What needs to be done >> Reproduce exactly, from the line containing "if any remain).", every line down to the end of the data below.
----- Extracted material -----
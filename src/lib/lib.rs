mod config;
mod error;
mod management;

pub use config::{ConnectionOptions, ConnectionTarget};
pub use error::{DbError, ErrorKind};
pub use management::{CreateDatabase, DropDatabase};

/// Create a database on the server described by `target`, connecting through
/// the target's initial database.
///
/// By default an already existing database is treated as success, so the call
/// is safe to run unconditionally. Set `error_if_exist` to fail with
/// `ErrorKind::DuplicateDatabase` instead.
pub async fn create_database(
    request: CreateDatabase,
    target: ConnectionTarget,
) -> Result<(), DbError> {
    management::create(&request, &target).await
}

/// Drop a database on the server described by `target`, connecting through
/// the target's initial database.
///
/// By default a missing database is treated as success and other sessions
/// connected to the database are terminated before the drop. Set
/// `error_if_non_exist` to fail with `ErrorKind::InvalidCatalogName`, and
/// `drop_connections` to false to leave other sessions alone (the drop then
/// fails with `ErrorKind::DropDatabaseInUse` if any remain).
pub async fn drop_database(request: DropDatabase, target: ConnectionTarget) -> Result<(), DbError> {
    management::drop(&request, &target).await
}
-----
Task solution >>
/// fails with `ErrorKind::DropDatabaseInUse` if any remain).
pub async fn drop_database(request: DropDatabase, target: ConnectionTarget) -> Result<(), DbError> {
    management::drop(&request, &target).await
}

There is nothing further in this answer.